## [TASK STATEMENT]
Scan the lines below for the string "open" and report how many lines contain it, giving only the number.
....
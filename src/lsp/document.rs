//! Document management for the Kickstart language server
//!
//! Keeps a synchronized copy of every open document and applies
//! incremental edits as the editor sends them.

use dashmap::DashMap;
use ropey::Rope;
use tower_lsp::lsp_types::*;

/// An open Kickstart document
#[derive(Debug, Clone)]
pub struct KickstartDocument {
    /// Document URI
    pub uri: Url,
    /// Document version
    pub version: i32,
    content: Rope,
}

/// Text and version of a document at one point in time
#[derive(Debug, Clone, PartialEq, Eq)]
pub struct DocumentSnapshot {
    pub uri: Url,
    pub version: i32,
    pub text: String,
}

impl KickstartDocument {
    pub fn new(uri: Url, content: &str, version: i32) -> Self {
        Self {
            uri,
            version,
            content: Rope::from_str(content),
        }
    }

    /// Apply content changes in order and record the new version.
    pub fn apply_changes(&mut self, changes: Vec<TextDocumentContentChangeEvent>, version: i32) {
        for change in changes {
            self.apply_change(change);
        }
        self.version = version;
    }

    fn apply_change(&mut self, change: TextDocumentContentChangeEvent) {
        let Some(range) = change.range else {
            self.content = Rope::from_str(&change.text);
            return;
        };

        let start = char_index(&self.content, range.start);
        let end = char_index(&self.content, range.end).max(start);
        self.content.remove(start..end);
        self.content.insert(start, &change.text);
    }

    /// Get document text
    pub fn text(&self) -> String {
        self.content.to_string()
    }

    /// Text of the line containing `position`, up to the cursor.
    pub fn line_prefix(&self, position: Position) -> Option<String> {
        line_prefix(&self.content, position)
    }

    pub fn snapshot(&self) -> DocumentSnapshot {
        DocumentSnapshot {
            uri: self.uri.clone(),
            version: self.version,
            text: self.text(),
        }
    }
}

/// Char index of an LSP position (UTF-16 columns), clamped to the text.
fn char_index(rope: &Rope, position: Position) -> usize {
    let line = position.line as usize;
    if line >= rope.len_lines() {
        return rope.len_chars();
    }

    let line_start = rope.line_to_char(line);
    let slice = rope.line(line);
    let mut line_end = slice.len_chars();
    while line_end > 0 && matches!(slice.char(line_end - 1), '\n' | '\r') {
        line_end -= 1;
    }

    let max_units = slice.char_to_utf16_cu(line_end);
    let units = (position.character as usize).min(max_units);
    line_start + slice.utf16_cu_to_char(units)
}

fn line_prefix(rope: &Rope, position: Position) -> Option<String> {
    let line = position.line as usize;
    if line >= rope.len_lines() {
        return None;
    }
    let start = rope.line_to_char(line);
    let end = char_index(rope, position);
    Some(rope.slice(start..end).to_string())
}

/// Line prefix in text that is not held in the store.
pub fn line_prefix_of(text: &str, position: Position) -> Option<String> {
    line_prefix(&Rope::from_str(text), position)
}

/// Document store for all open documents
#[derive(Debug, Default)]
pub struct DocumentStore {
    documents: DashMap<Url, KickstartDocument>,
}

impl DocumentStore {
    pub fn new() -> Self {
        Self::default()
    }

    pub fn open(&self, item: TextDocumentItem) -> DocumentSnapshot {
        let doc = KickstartDocument::new(item.uri.clone(), &item.text, item.version);
        let snapshot = doc.snapshot();
        self.documents.insert(item.uri, doc);
        snapshot
    }

    /// Apply changes to an open document. `None` if it is not open.
    pub fn change(
        &self,
        uri: &Url,
        changes: Vec<TextDocumentContentChangeEvent>,
        version: i32,
    ) -> Option<DocumentSnapshot> {
        let mut doc = self.documents.get_mut(uri)?;
        doc.apply_changes(changes, version);
        Some(doc.snapshot())
    }

    pub fn close(&self, uri: &Url) -> bool {
        self.documents.remove(uri).is_some()
    }

    pub fn get(&self, uri: &Url) -> Option<KickstartDocument> {
        self.documents.get(uri).map(|doc| doc.value().clone())
    }

    pub fn snapshot(&self, uri: &Url) -> Option<DocumentSnapshot> {
        self.documents.get(uri).map(|doc| doc.snapshot())
    }

    /// Snapshots of every open document.
    pub fn snapshots(&self) -> Vec<DocumentSnapshot> {
        self.documents.iter().map(|doc| doc.snapshot()).collect()
    }
}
....
## [SOLUTION TO THIS TASK]
6